Today, I’m watching a great movie:   “The story of G.I. Joe”, a tribute to Mr Pyle.  

This is from a review published in 1945:

Director William A. Wellman’s approach is starkly realistic. The documentary quality of the picture is enhanced by the frequent use of authentic Signal Corps footage of the North African and Italian campaigns, and the sparse, idiomatic dialogue.

The opening scene shows a truckload of Eighteenth Infantry greenhorns, waiting to shove off toward Faid Pass and fondling a newly acquired mascot. “Get that pooch out of here,” barks the lieutenant, “want to get him killed?” And much later, on a bleak, cold, and sodden Christmas night in the shell-pocked valley below Cassino, the captain sums up his men’s aspirations with simple eloquence: “If only we could create something good out of all this energy, all these men.”

Ernie Pyle was an unobtrusive sidelines observer, more interested in the individual doughfoot than the strategic deployment of regimental power, and his Story of G.I. Joe depicts infantry action in the terms of rain-soaked, mud-caked, and desperately tired men. They are of all types.
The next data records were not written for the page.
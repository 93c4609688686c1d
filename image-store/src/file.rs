// This Source Code Form is subject to the terms of the Mozilla Public
// License, v. 2.0. If a copy of the MPL was not distributed with this
// file, You can obtain one at https://mozilla.org/MPL/2.0/.

//! Async variant of the local boot-resource file.  Suspends only at I/O
//! boundaries; all size/digest decisions live in [`crate::verify`].

use crate::error::StoreError;
use crate::extract;
use crate::free_space::free_space;
use crate::verify;
use camino::Utf8Path;
use camino::Utf8PathBuf;
use sha2::Digest;
use sha2::Sha256;
use slog::Logger;
use slog::debug;
use slog::info;
use std::io;
use tokio::fs::OpenOptions;
use tokio::io::AsyncReadExt;
use tokio::io::AsyncWriteExt;

/// One content-addressed file on local disk: a declared digest and total
/// size, plus whatever bytes have made it to `<store root>/<name>` so far.
///
/// Completeness and validity are always recomputed from the on-disk state,
/// never cached, so a cancelled transfer can resume from wherever its last
/// chunk landed.
#[derive(Debug, Clone)]
pub struct LocalBootResourceFile {
    sha256: String,
    filename_on_disk: String,
    total_size: u64,
    root: Utf8PathBuf,
    path: Utf8PathBuf,
    log: Logger,
}

impl LocalBootResourceFile {
    pub(crate) fn new(
        root: &Utf8Path,
        sha256: &str,
        filename_on_disk: &str,
        total_size: u64,
        log: &Logger,
    ) -> Self {
        Self {
            sha256: sha256.to_string(),
            filename_on_disk: filename_on_disk.to_string(),
            total_size,
            root: root.to_owned(),
            path: root.join(filename_on_disk),
            log: log.new(slog::o!(
                "file" => filename_on_disk.to_string(),
            )),
        }
    }

    pub fn sha256(&self) -> &str {
        &self.sha256
    }

    pub fn filename_on_disk(&self) -> &str {
        &self.filename_on_disk
    }

    pub fn total_size(&self) -> u64 {
        self.total_size
    }

    pub fn path(&self) -> &Utf8Path {
        &self.path
    }

    /// Bytes currently on disk; 0 when the file does not exist.
    pub async fn size(&self) -> u64 {
        tokio::fs::metadata(&self.path)
            .await
            .map(|m| m.len())
            .unwrap_or(0)
    }

    /// Whether every declared byte is on disk.
    pub async fn complete(&self) -> bool {
        self.size().await == self.total_size
    }

    /// Whether the on-disk content is complete and hashes to the declared
    /// digest.  Incomplete or mismatched content is `false`, not an error.
    pub async fn valid(&self) -> Result<bool, StoreError> {
        if !self.complete().await {
            return Ok(false);
        }
        let mut file = tokio::fs::File::open(&self.path).await?;
        let mut hasher = Sha256::new();
        let mut buf = vec![0u8; verify::HASH_BUF_SIZE];
        loop {
            let n = file.read(&mut buf).await?;
            if n == 0 {
                break;
            }
            hasher.update(&buf[..n]);
        }
        let computed = hex::encode(hasher.finalize());
        Ok(verify::digest_matches(&self.sha256, &computed))
    }

    /// Removes the file.  Absence is not an error.
    pub async fn unlink(&self) -> Result<(), StoreError> {
        match tokio::fs::remove_file(&self.path).await {
            Ok(()) => {
                debug!(self.log, "removed file");
                Ok(())
            }
            Err(e) if e.kind() == io::ErrorKind::NotFound => Ok(()),
            Err(e) => Err(e.into()),
        }
    }

    /// Opens a scoped writer positioned at the current end of file.  Call
    /// [`StoreWriter::commit`] once every byte has been written; dropping
    /// the writer without committing keeps the partial file for a later
    /// resume.
    pub async fn store(&self) -> Result<StoreWriter<'_>, StoreError> {
        let file = OpenOptions::new()
            .append(true)
            .create(true)
            .open(&self.path)
            .await?;
        let position = file.metadata().await?.len();
        Ok(StoreWriter { lfile: self, file, position })
    }

    /// Appends one chunk, opening and closing the file around it.  Refuses
    /// (before writing) chunks that would exceed the declared total.
    pub async fn append_chunk(
        &self,
        chunk: &[u8],
    ) -> Result<(), StoreError> {
        let mut file = OpenOptions::new()
            .append(true)
            .create(true)
            .open(&self.path)
            .await?;
        let current = file.metadata().await?.len();
        verify::admit_chunk(current, self.total_size, chunk.len() as u64)?;
        file.write_all(chunk).await.map_err(verify::map_write_error)?;
        file.flush().await.map_err(verify::map_write_error)?;
        Ok(())
    }

    /// Unpacks the stored file, treated as a tar archive, into
    /// `<store root>/<target_subdir>`.  Not hash-gated; callers validate
    /// first.
    pub async fn extract_file(
        &self,
        target_subdir: &str,
    ) -> Result<(), StoreError> {
        let source = self.path.clone();
        let dest = self.root.join(target_subdir);
        info!(self.log, "extracting archive"; "target" => dest.as_str());
        tokio::task::spawn_blocking(move || {
            extract::unpack_archive(&source, &dest)
        })
        .await
        .map_err(|e| io::Error::new(io::ErrorKind::Other, e))??;
        Ok(())
    }

    pub(crate) fn log(&self) -> &Logger {
        &self.log
    }
}

/// Scoped writer returned by [`LocalBootResourceFile::store`].
pub struct StoreWriter<'a> {
    lfile: &'a LocalBootResourceFile,
    file: tokio::fs::File,
    position: u64,
}

impl StoreWriter<'_> {
    /// Appends `chunk` at the current position.  Free space is probed
    /// before every write; a write that lands past the declared total
    /// leaves the file truncated to exactly that total and fails.
    pub async fn write(&mut self, chunk: &[u8]) -> Result<(), StoreError> {
        let needed = chunk.len() as u64;
        let root = self.lfile.root.clone();
        let available =
            tokio::task::spawn_blocking(move || free_space(&root))
                .await
                .map_err(|e| io::Error::new(io::ErrorKind::Other, e))??;
        if available < needed {
            return Err(StoreError::AllocationFail);
        }

        self.file
            .write_all(chunk)
            .await
            .map_err(verify::map_write_error)?;
        self.position += needed;

        if let Some(target) =
            verify::truncation_after_write(self.position, self.lfile.total_size)
        {
            self.file.set_len(target).await?;
        }
        verify::overflow_after_write(self.position, self.lfile.total_size)
    }

    /// Bytes the file held when the writer was opened plus bytes written
    /// since.
    pub fn position(&self) -> u64 {
        self.position
    }

    /// Finishes the scope: an incomplete file is deleted and reported as a
    /// size mismatch; a complete file with the wrong digest is deleted and
    /// reported as an invalid hash.
    pub async fn commit(mut self) -> Result<(), StoreError> {
        self.file.flush().await?;
        let lfile = self.lfile;
        drop(self.file);

        if !lfile.complete().await {
            lfile.unlink().await?;
            return Err(StoreError::SizeMismatch);
        }
        if !lfile.valid().await? {
            lfile.unlink().await?;
            return Err(StoreError::InvalidHash);
        }
        info!(lfile.log, "stored file";
            "size" => lfile.total_size,
        );
        Ok(())
    }
}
The tough sergeant who carries a carefully wrapped record of his baby’s voice, the Brooklyn lothario who makes romantic capital out of his Italian heritage, the long-legged G.I. who was washed out as an air cadet because of his height and talks about cutting off his legs, and the taciturn captain, who understands his men better than he did his wife.

As the wandering correspondent who brings all the threads into sharp focus, Burgess Meredith plays Ernie Pyle with the same humility and spirit of camaraderie which endeared the correspondent to so many G.I.’s.

The movie is above all a tribute to the soldiers.   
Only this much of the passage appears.